▶ _TASK REQUIREMENTS_: Please print each record that follows precisely as it appears.

▶ _EXERCISE INPUTS_:
........
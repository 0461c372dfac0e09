//! Error types.
//!
//! Pipeline full/empty are not errors: `push` hands the item back and
//! `pop` returns `None`.

use thiserror::Error;

/// Wire record decode/encode failures
#[derive(Error, Debug, Clone, Copy, PartialEq, Eq)]
pub enum CodecError {
    #[error("record truncated: need {needed} bytes, got {got}")]
    Truncated { needed: usize, got: usize },

    #[error("invalid side tag {0} (expected 1 = buy, 2 = sell)")]
    InvalidSide(u8),
}

/// Reasons an order is refused before it reaches matching
#[derive(Error, Debug, Clone, Copy, PartialEq, Eq)]
pub enum OrderError {
    #[error("order {order_id}: quantity must be non-zero")]
    ZeroQuantity { order_id: u64 },

    #[error("order {order_id}: arena exhausted (capacity {capacity})")]
    ArenaExhausted { order_id: u64, capacity: u32 },
}

/// CSV order feed failures
#[derive(Error, Debug)]
pub enum FeedError {
    #[error("csv: {0}")]
    Csv(#[from] csv::Error),

    #[error("io: {0}")]
    Io(#[from] std::io::Error),

    #[error("tick size must be positive, got {0}")]
    InvalidTickSize(rust_decimal::Decimal),

    #[error("row {row}: price {price} is not a multiple of tick size {tick_size}")]
    OffTick {
        row: usize,
        price: rust_decimal::Decimal,
        tick_size: rust_decimal::Decimal,
    },

    #[error("row {row}: price {price} is out of tick range")]
    PriceOutOfRange {
        row: usize,
        price: rust_decimal::Decimal,
    },
}

/// Producer-side failures while feeding the pipeline
#[derive(Error, Debug, Clone, Copy, PartialEq, Eq)]
pub enum IngestError {
    #[error("decode: {0}")]
    Codec(#[from] CodecError),

    #[error("matching side disconnected after {pushed} orders")]
    Disconnected { pushed: usize },
}

/// Failures of a full ingestion + matching run
#[derive(Error, Debug)]
pub enum EngineError {
    #[error("ingest: {0}")]
    Ingest(#[from] IngestError),

    #[error("pipeline needs at least 2 slots, got {0}")]
    PipelineTooSmall(usize),

    #[error("{0} thread panicked")]
    ThreadPanicked(&'static str),
}
//! Turning composites into viewable output.
//!
//! - [`frame`]: linear 8-bit rendering of a composite's display bands
//! - [`png`]: RGB PNG stills
//! - [`video`]: raw frames piped through `ffmpeg`, plus container conversion

pub mod error;
pub mod frame;
pub mod png;
pub mod video;

pub use error::{RenderError, Result};
pub use frame::{render, ChannelOrder, RenderOptions, RenderedImage};
pub use video::{is_ffmpeg_on_path, transcode, EncodeConfig, FfmpegEncoder};
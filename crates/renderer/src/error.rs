//! Error types for rendering and encoding.

use std::path::PathBuf;

use thiserror::Error;

#[derive(Error, Debug)]
pub enum RenderError {
    /// Rendering or encoding parameters are out of range.
    #[error("invalid render options: {0}")]
    InvalidOptions(String),

    /// A composite needs three display bands.
    #[error("composite has {found} bands, at least 3 are required")]
    MissingBands { found: usize },

    /// Input does not match what the encoder was configured for.
    #[error("validation failed: {0}")]
    Validation(String),

    /// The external encoder failed.
    #[error("encoding failed: {0}")]
    Encode(String),

    #[error("I/O error on {path}: {source}")]
    Io {
        path: PathBuf,
        #[source]
        source: std::io::Error,
    },
}

impl RenderError {
    pub fn validation(msg: impl Into<String>) -> Self {
        Self::Validation(msg.into())
    }

    pub fn encode(msg: impl Into<String>) -> Self {
        Self::Encode(msg.into())
    }

    pub fn io(path: impl Into<PathBuf>, source: std::io::Error) -> Self {
        Self::Io {
            path: path.into(),
            source,
        }
    }
}

/// Result type for rendering operations.
pub type Result<T> = std::result::Result<T, RenderError>;
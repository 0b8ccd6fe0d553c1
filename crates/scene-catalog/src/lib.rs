//! Scene discovery and raster stacking for the videomap pipeline.
//!
//! - [`stac`] searches a STAC API for the scenes covering a tile and period.
//! - [`stack`] turns the returned scene records into a [`compositor::RasterCube`].

pub mod error;
pub mod stac;
pub mod stack;

pub use error::{CatalogError, Result};
pub use stac::{SceneRecord, StacConfig, StacSession};
pub use stack::{
    read_band, resample, warp, GeoTransform, RasterBand, RasterStacker, Resampling, StackRequest,
    TiffStacker,
};
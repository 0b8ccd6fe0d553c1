//! Temporal cloud-masked compositing of satellite raster cubes.
//!
//! Turns a (time, band, row, col) stack of observations plus a per-pixel
//! scene classification band into one gap-filled median composite per time
//! bucket, with per-frame cloud statistics.
//!
//! # Architecture
//!
//! ```text
//! RasterCube ──► classification band ──► build_mask ──► CloudMask
//!      │                                                    │
//!      └──► timestamps ──► bucketize ──► [Bucket] ──────────┤
//!                                                           ▼
//!                                   composite (parallel per bucket)
//!                                                           │
//!                                                           ▼
//!                                  [Frame] ──► FrameMetadata ──► aggregate
//! ```
//!
//! # Example
//!
//! ```ignore
//! use compositor::{CompositeConfig, CompositeEngine};
//!
//! let engine = CompositeEngine::new(CompositeConfig::default())?;
//! let frames = engine.run(&cube)?;
//! for frame in &frames {
//!     println!("{} dates, {:.2} cloudy", frame.source_dates.len(), frame.cloud_fraction);
//! }
//! ```

pub mod bucket;
pub mod composite;
pub mod config;
pub mod cube;
pub mod engine;
pub mod error;
pub mod mask;
pub mod metadata;

// Re-export commonly used types at crate root
pub use bucket::{bucketize, Boundary, Bucket};
pub use composite::{composite, composite_bands, median, Composite, Frame};
pub use config::CompositeConfig;
pub use cube::{ClassificationBand, CubeShape, RasterCube, NODATA};
pub use engine::CompositeEngine;
pub use error::{CompositeError, Result};
pub use mask::{build_mask, CloudMask, CloudSet, SCL_CLOUDY_OR_NODATA};
pub use metadata::{aggregate, FrameAggregate, FrameMetadata, TileFrames};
........
▶ _RESULT_:
repository 0461c372dfac0e09
//! Error types.
//!
//! Pipeline full/empty are not errors: `push` hands the item back and
//! `pop` returns `None`.

use thiserror::Error;

/// Wire record decode/encode failures
#[derive(Error, Debug, Clone, Copy, PartialEq, Eq)]
pub enum CodecError {
    #[error("record truncated: need {needed} bytes, got {got}")]
    Truncated { needed: usize, got: usize },

    #[error("invalid side tag {0} (expected 1 = buy, 2 = sell)")]
    InvalidSide(u8),
}

/// Reasons an order is refused before it reaches matching
#[derive(Error, Debug, Clone, Copy, PartialEq, Eq)]
pub enum OrderError {
    #[error("order {order_id}: quantity must be non-zero")]
    ZeroQuantity { order_id: u64 },

    #[error("order {order_id}: arena exhausted (capacity {capacity})")]
    ArenaExhausted { order_id: u64, capacity: u32 },
}

/// CSV order feed failures
#[derive(Error, Debug)]
pub enum FeedError {
    #[error("csv: {0}")]
    Csv(#[from] csv::Error),

    #[error("io: {0}")]
    Io(#[from] std::io::Error),

    #[error("tick size must be positive, got {0}")]
    InvalidTickSize(rust_decimal::Decimal),

    #[error("row {row}: price {price} is not a multiple of tick size {tick_size}")]
    OffTick {
        row: usize,
        price: rust_decimal::Decimal,
        tick_size: rust_decimal::Decimal,
    },

    #[error("row {row}: price {price} is out of tick range")]
    PriceOutOfRange {
        row: usize,
        price: rust_decimal::Decimal,
    },
}

/// Producer-side failures while feeding the pipeline
#[derive(Error, Debug, Clone, Copy, PartialEq, Eq)]
pub enum IngestError {
    #[error("decode: {0}")]
    Codec(#[from] CodecError),

    #[error("matching side disconnected after {pushed} orders")]
    Disconnected { pushed: usize },
}

/// Failures of a full ingestion + matching run
#[derive(Error, Debug)]
pub enum EngineError {
    #[error("ingest: {0}")]
    Ingest(#[from] IngestError),

    #[error("pipeline needs at least 2 slots, got {0}")]
    PipelineTooSmall(usize),

    #[error("{0} thread panicked")]
    ThreadPanicked(&'static str),
}
//! Turning composites into viewable output.
//!
//! - [`frame`]: linear 8-bit rendering of a composite's display bands
//! - [`png`]: RGB PNG stills
//! - [`video`]: raw frames piped through `ffmpeg`, plus container conversion

pub mod error;
pub mod frame;
pub mod png;
pub mod video;

pub use error::{RenderError, Result};
pub use frame::{render, ChannelOrder, RenderOptions, RenderedImage};
pub use video::{is_ffmpeg_on_path, transcode, EncodeConfig, FfmpegEncoder};
filename crates/renderer/src/error.rs
//! Error types for rendering and encoding.

use std::path::PathBuf;

use thiserror::Error;

#[derive(Error, Debug)]
pub enum RenderError {
    /// Rendering or encoding parameters are out of range.
    #[error("invalid render options: {0}")]
    InvalidOptions(String),

    /// A composite needs three display bands.
    #[error("composite has {found} bands, at least 3 are required")]
    MissingBands { found: usize },

    /// Input does not match what the encoder was configured for.
    #[error("validation failed: {0}")]
    Validation(String),

    /// The external encoder failed.
    #[error("encoding failed: {0}")]
    Encode(String),

    #[error("I/O error on {path}: {source}")]
    Io {
        path: PathBuf,
        #[source]
        source: std::io::Error,
    },
}

impl RenderError {
    pub fn validation(msg: impl Into<String>) -> Self {
        Self::Validation(msg.into())
    }

    pub fn encode(msg: impl Into<String>) -> Self {
        Self::Encode(msg.into())
    }

    pub fn io(path: impl Into<PathBuf>, source: std::io::Error) -> Self {
        Self::Io {
            path: path.into(),
            source,
        }
    }
}

/// Result type for rendering operations.
pub type Result<T> = std::result::Result<T, RenderError>;
repository 0b8ccd6fe0d553c1
filename crates/scene-catalog/src/lib.rs
//! Scene discovery and raster stacking for the videomap pipeline.
//!
//! - [`stac`] searches a STAC API for the scenes covering a tile and period.
//! - [`stack`] turns the returned scene records into a [`compositor::RasterCube`].

pub mod error;
pub mod stac;
pub mod stack;

pub use error::{CatalogError, Result};
pub use stac::{SceneRecord, StacConfig, StacSession};
pub use stack::{
    read_band, resample, warp, GeoTransform, RasterBand, RasterStacker, Resampling, StackRequest,
    TiffStacker,
};
repository 0b8ccd6fe0d553c1
//! Temporal cloud-masked compositing of satellite raster cubes.
//!
//! Turns a (time, band, row, col) stack of observations plus a per-pixel
//! scene classification band into one gap-filled median composite per time
//! bucket, with per-frame cloud statistics.
//!
//! # Architecture
//!
//! ```text
//! RasterCube ──► classification band ──► build_mask ──► CloudMask
//!      │                                                    │
//!      └──► timestamps ──► bucketize ──► [Bucket] ──────────┤
//!                                                           ▼
//!                                   composite (parallel per bucket)
//!                                                           │
//!                                                           ▼
//!                                  [Frame] ──► FrameMetadata ──► aggregate
//! ```
//!
//! # Example
//!
//! ```ignore
//! use compositor::{CompositeConfig, CompositeEngine};
//!
//! let engine = CompositeEngine::new(CompositeConfig::default())?;
//! let frames = engine.run(&cube)?;
//! for frame in &frames {
//!     println!("{} dates, {:.2} cloudy", frame.source_dates.len(), frame.cloud_fraction);
//! }
//! ```

pub mod bucket;
pub mod composite;
pub mod config;
pub mod cube;
pub mod engine;
pub mod error;
pub mod mask;
pub mod metadata;

// Re-export commonly used types at crate root
pub use bucket::{bucketize, Boundary, Bucket};
pub use composite::{composite, composite_bands, median, Composite, Frame};
pub use config::CompositeConfig;
pub use cube::{ClassificationBand, CubeShape, RasterCube, NODATA};
pub use engine::CompositeEngine;
pub use error::{CompositeError, Result};
pub use mask::{build_mask, CloudMask, CloudSet, SCL_CLOUDY_OR_NODATA};
pub use metadata::{aggregate, FrameAggregate, FrameMetadata, TileFrames};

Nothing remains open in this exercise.